Anoche vivimos un sensacional viaje en el tiempo. A un entorno tan especial como las Caballerizas de la Casa de Pilatos, magníficamente preparada como improvisada sala de conciertos, se unió la experiencia de ver y oír tocar un instrumento tan singular como el piano de la firma John Broadwood & Son que trajo consigo el especialista en teclados históricos, Antonio Simón. Decimos piano en lugar del fortepiano anunciado, lo que no dejaba de despertar nuestra incredulidad por la desincronización entre la época de Liszt, autor del que Simón ofreció todo un espléndido monográfico, y el instrumento de teclado que más se utilizó durante el Clasicismo. Y es que el Broadwood en cuestión se atiene más a las formas del pianoforte, precedente inmediato del piano moderno, aún sin la sofisticación técnica que éste permite, pero muy cercano a sus posibilidades expresivas, merced a una caja acústica ya amplia, dotada además de considerables avances técnicos respecto al fortepiano. Es verdad que hay corrientes que prefieren no hacer distinción alguna entre fortepiano y pianoforte, sin embargo no cabe duda de que este último podemos considerarlo ya un piano en toda su extensión, frente al otro instrumento, más reducido y con una clara posición tímbrica y expresiva entre el clavicordio y el piano.

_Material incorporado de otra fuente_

//! Command lifecycle: dev-build warning, configuration, logging, dispatch
//! and exit code classification, in that order, once per instance.

use crate::cli::{self, Context, RESERVED_FLAGS, Subcommand};
use crate::closers::Closers;
use crate::config::{
    AppConfig, ConfigResolver, ConfigSchema, EnvLookup, Field, ResolvedConfig, parse_bool,
    process_env,
};
use crate::error::{self, Error, FATAL, LogError, Result};
use crate::format::{Format, Printer, render_error};
use crate::logging::{Level, LogDestination, LogRequest, LogRouter, LogSink, RuntimeMode};
use crate::stream::Stream;
use crate::version::Version;
use clap::{ArgMatches, Command};
use std::ffi::OsString;
use std::io::Write;
use std::path::{Path, PathBuf};
use tracing::debug;

/// Where an instance is in its single run.
#[derive(Debug, Clone, Copy, PartialEq, Eq)]
pub enum Phase {
    NotStarted,
    Initializing,
    Executing,
    Classifying,
    Terminated,
}

/// Orchestrates one invocation of an application's command tree.
///
/// ```no_run
/// use cmdkit::{ConfigSchema, Lifecycle, NoConfig, RuntimeMode, Subcommand, Version};
///
/// let mut app: Lifecycle<NoConfig> = Lifecycle::new(ConfigSchema::new("tool"), Version::default())
///     .subcommand(Subcommand::new("hello").action(|ctx| {
///         ctx.printer().println("hello")?;
///         Ok(())
///     }));
/// std::process::exit(app.execute(std::env::args_os(), RuntimeMode::Interactive));
/// ```
pub struct Lifecycle<T: AppConfig> {
    schema: ConfigSchema,
    version: Version,
    about: Option<String>,
    globals: Vec<Field>,
    tree: Vec<Subcommand<T>>,
    env: EnvLookup,
    stdout: Stream,
    stderr: Stream,
    closers: Closers,
    phase: Phase,
    format: Format,
    resolved: Option<ResolvedConfig<T>>,
    sink: Option<LogSink>,
}

impl<T: AppConfig> Lifecycle<T> {
    pub fn new(schema: ConfigSchema, version: Version) -> Self {
        Self {
            schema,
            version,
            about: None,
            globals: cli::global_fields(),
            tree: Vec::new(),
            env: process_env(),
            stdout: Stream::stdout(),
            stderr: Stream::stderr(),
            closers: Closers::new(),
            phase: Phase::NotStarted,
            format: Format::default(),
            resolved: None,
            sink: None,
        }
    }

    pub fn about(mut self, about: impl Into<String>) -> Self {
        self.about = Some(about.into());
        self
    }

    pub fn subcommand(mut self, subcommand: Subcommand<T>) -> Self {
        self.tree.push(subcommand);
        self
    }

    /// Replace the environment lookup (the process environment by default).
    pub fn with_env(mut self, env: EnvLookup) -> Self {
        self.env = env;
        self
    }

    /// Replace the process stdout and stderr.
    pub fn with_output(mut self, stdout: Stream, stderr: Stream) -> Self {
        self.stdout = stdout;
        self.stderr = stderr;
        self
    }

    pub fn closers(&self) -> &Closers {
        &self.closers
    }

    pub fn phase(&self) -> Phase {
        self.phase
    }

    /// Configuration of the last run, once resolution succeeded.
    pub fn resolved(&self) -> Option<&ResolvedConfig<T>> {
        self.resolved.as_ref()
    }

    pub fn log_destination(&self) -> Option<&LogDestination> {
        self.sink.as_ref().map(LogSink::destination)
    }

    pub fn log_level(&self) -> Option<Level> {
        self.sink.as_ref().map(LogSink::level)
    }

    /// Run the command line and return the process exit code.
    ///
    /// Errors are printed to stderr in the active format. Registered
    /// closers run before this returns, whatever the outcome. An instance
    /// runs once; later calls fail with the fatal code.
    pub fn execute<I, A>(&mut self, args: I, mode: RuntimeMode) -> i32
    where
        I: IntoIterator<Item = A>,
        A: Into<OsString>,
    {
        if self.phase != Phase::NotStarted {
            self.report("command already executed");
            return FATAL;
        }
        let args: Vec<OsString> = args.into_iter().map(Into::into).collect();
        let guard = self.closers.guard();

        self.phase = Phase::Initializing;
        self.warn_dev_build();
        let result = self.run(args, mode);

        self.phase = Phase::Classifying;
        let code = error::classify(&result);
        if let Err(err) = &result {
            self.report(&err.to_string());
        }
        drop(guard);
        self.phase = Phase::Terminated;
        code
    }

    fn warn_dev_build(&self) {
        if !self.version.is_unset() {
            return;
        }
        let var = self.schema.env_var("disable-dev-warning");
        if (self.env)(&var).as_deref().and_then(parse_bool) == Some(true) {
            return;
        }
        let _ = write!(
            self.stderr.clone(),
            "!! WARNING: You are using a self-compiled binary which is not officially supported.\n\
             !! To dismiss this warning, set {var}=true\n\n"
        );
    }

    fn report(&self, message: &str) {
        let _ = self
            .stderr
            .clone()
            .write_all(render_error(self.format, message).as_bytes());
    }

    fn command(&self) -> Command {
        cli::root_command(&self.schema, self.about.as_deref(), &self.globals, &self.tree)
    }

    fn run(&mut self, args: Vec<OsString>, mode: RuntimeMode) -> Result<()> {
        self.schema.check(RESERVED_FLAGS)?;
        let root = self.command();

        // Best-effort parse for what is needed before configuration exists.
        let probe = root.clone().ignore_errors(true).try_get_matches_from(args.clone());
        let probe_root = probe.as_ref().ok();
        let probe_leaf = probe_root.map(|m| cli::leaf_matches(m).1);
        let explicit_config = probe_leaf.and_then(|m| get_path(m, "config"));
        let typed_format = probe_leaf.and_then(|m| raw_value(m, "format"));
        if let Some(format) = typed_format.as_deref().and_then(|f| f.parse::<Format>().ok()) {
            self.format = format;
        }
        let version_requested = probe_root
            .and_then(|m| m.try_get_one::<bool>("version").ok().flatten())
            .copied()
            .unwrap_or(false);
        if version_requested {
            writeln!(self.stdout.clone(), "{}", self.version.render(self.schema.app()))
                .map_err(|e| Error::Command(e.into()))?;
            return Ok(());
        }

        let resolver = ConfigResolver::new(&self.schema, &self.globals, self.env.clone());
        let sources = resolver.load(explicit_config.as_deref())?;
        if typed_format.is_none()
            && let Some(format) = sources
                .lookup("format")
                .and_then(|(_, value)| value.parse::<Format>().ok())
        {
            self.format = format;
        }

        let mut cmd = sources.preset_flags(root);
        let matches = match cmd.clone().try_get_matches_from(args) {
            Ok(matches) => matches,
            Err(err) if !err.use_stderr() => {
                write!(self.stdout.clone(), "{}", err.render())
                    .map_err(|e| Error::Command(e.into()))?;
                return Ok(());
            }
            Err(err) => return Err(err.into()),
        };
        let (path, leaf) = cli::leaf_matches(&matches);
        if path.is_empty() {
            write!(self.stdout.clone(), "{}", cmd.render_help())
                .map_err(|e| Error::Command(e.into()))?;
            return Ok(());
        }

        let mut resolved: ResolvedConfig<T> = resolver.resolve(&sources, leaf)?;
        self.format = resolved.options.format;
        debug!(
            config_file = ?resolved.config_file,
            format = %self.format,
            "configuration resolved"
        );

        let sink = self.route(&resolved, mode)?;
        resolved.log_file = sink.log_file().map(Path::to_path_buf);
        self.sink = Some(sink.clone());

        self.phase = Phase::Executing;
        let printer = Printer::new(self.format, resolved.options.no_color, self.stdout.clone());
        let result = tracing::dispatcher::with_default(sink.dispatch(), || {
            self.dispatch(&path, leaf, &resolved, &printer)
        });
        self.resolved = Some(resolved);
        result
    }

    fn route(&self, resolved: &ResolvedConfig<T>, mode: RuntimeMode) -> Result<LogSink> {
        let options = &resolved.options;
        let request = LogRequest {
            path: options.log.as_deref(),
            mode,
            debug: options.debug,
            level: options.level(),
            format: options.format,
            color: !options.no_color,
        };
        let sink = LogRouter::new(&self.stdout, &self.stderr, &self.closers).route(request, || {
            self.schema
                .default_log_dir()
                .map(|dir| dir.join(self.schema.default_log_file()))
                .map_err(LogError::DirResolution)
        })?;
        Ok(sink)
    }

    fn dispatch(
        &self,
        path: &[String],
        leaf: &ArgMatches,
        resolved: &ResolvedConfig<T>,
        printer: &Printer,
    ) -> Result<()> {
        debug!(command = %path.join(" "), "running command");
        let Some((head, rest)) = path.split_first() else {
            return Ok(());
        };
        let node = self
            .tree
            .iter()
            .find(|node| node.name() == head)
            .and_then(|node| node.find(rest));

        match node {
            Some(node) => match node.get_action() {
                Some(action) => {
                    action(&Context::new(resolved, printer, leaf)).map_err(Error::Command)
                }
                None => printer
                    .println(node.to_command().render_help())
                    .map_err(|e| Error::Command(e.into())),
            },
            None if *path == ["version"] => self.print_version(printer),
            None => Err(Error::Command(anyhow::anyhow!(
                "unknown command {:?}",
                path.join(" ")
            ))),
        }
    }

    fn print_version(&self, printer: &Printer) -> Result<()> {
        let written = match printer.format() {
            Format::Json => printer.print_resource(&self.version),
            Format::Human => printer.println(self.version.render(self.schema.app())),
        };
        written.map_err(|e| Error::Command(e.into()))
    }
}

fn get_path(matches: &ArgMatches, id: &str) -> Option<PathBuf> {
    matches.try_get_one::<PathBuf>(id).ok().flatten().cloned()
}

fn raw_value(matches: &ArgMatches, id: &str) -> Option<String> {
    let mut raw = matches.try_get_raw(id).ok().flatten()?;
    raw.next().map(|v| v.to_string_lossy().into_owned())
}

Se sabe que en tiempos de Liszt, el público prestaba tanta o más atención al instrumento que al artista, tal era la gama de modelos a elegir y la diferencia estética entre unos y otros. Liszt además tendía a diversificar mucho los tipos de teclado que utilizaba en sus conciertos, en función del repertorio, propio o ajeno, a interpretar. Algo así pasó anoche desde el momento en que Rafael Ruibérriz anunció la particularidad de un instrumento que convertía la velada en un acontecimiento sin precedentes en la ciudad. La estrella fue tanto el piano inglés como el músico malagueño. Pero Simón es un excelente profesional y un artista en toda regla, y lo demostró con creces en un programa que se conoce de memoria, por imposible que esto pueda parecer, y que desgranó con toda una gama de colores y matices que logró que cada composición disfrutara de su propia gracia y carga emocional. De una muy introspectiva y meditada Tristia pasó a Las campanas de Ginebra del primer cuaderno de Años de peregrinaje, dedicado a Suiza, donde el sonido onomatopéyico se fundió con las fluidas cadencias y la amabilidad no exenta de pasión que reuma la página.
Con suma delicadeza se deslizó por el teclado del robusto instrumento en el más famoso de los tres Sueños de amor, creciendo en destreza y habilidad técnica. Todo ello precedido de jugosos comentarios y citas literarias que ayudaron a entender por qué el autor fue considerado el primer precursor del poema sinfónico con carácter programático. De una tacada ofreció los nocturnos ¡Insomne! y En un sueño, antes de acometer una página tan compleja y efusiva como el Impromptu S.191, y otra de carácter más experimental, Nubes grises, con un sentimiento oscuro y mórbido, fiel reflejo de la delicada salud mental que sufrió al final de su vida. Todo ello sin grandes alardes técnicos ni florituras superfluas, ciñéndose a la inmensa expresividad de cada pieza en particular, delicado o vehemente, según procediera.
Y así hasta desembocar en la gran obra de cierre, catedral de la música para piano solo, como la describió Simón antes de tener el detalle de leer unas palabras de elogio y profunda admiración del propio Liszt acerca de otra catedral, esta vez física, la de Sevilla. La Sonata en si menor reveló a todos y todas la enorme versatilidad y responsabilidad del artista frente a la quintaesencia del romanticismo que representa tan excelsa partitura. Estructurada en pequeños motivos entrecruzados y en continua transformación, Simón acertó en dar al conjunto la cohesión que exige, desarrollando todo su cuerpo arquitectónico y expresivo con extrema atención al detalle, sin exagerar en sus continuas transiciones entre sus pasajes más sarcásticos, los más apasionados y vehementes y aquellos que rebosan delicadeza, tan arrebatado como introspectivo, pero sin esos grandes contrastes que pudieran afectar a su unidad interna. A todo esto se ciñó también la calidad extrema del instrumento, en línea con esos Bösendorfer de mecánica inglesa que Liszt prefería a los más recogidos vieneses cuando de tocar frente a un público numeroso en grandes espacios acondicionados se trataba.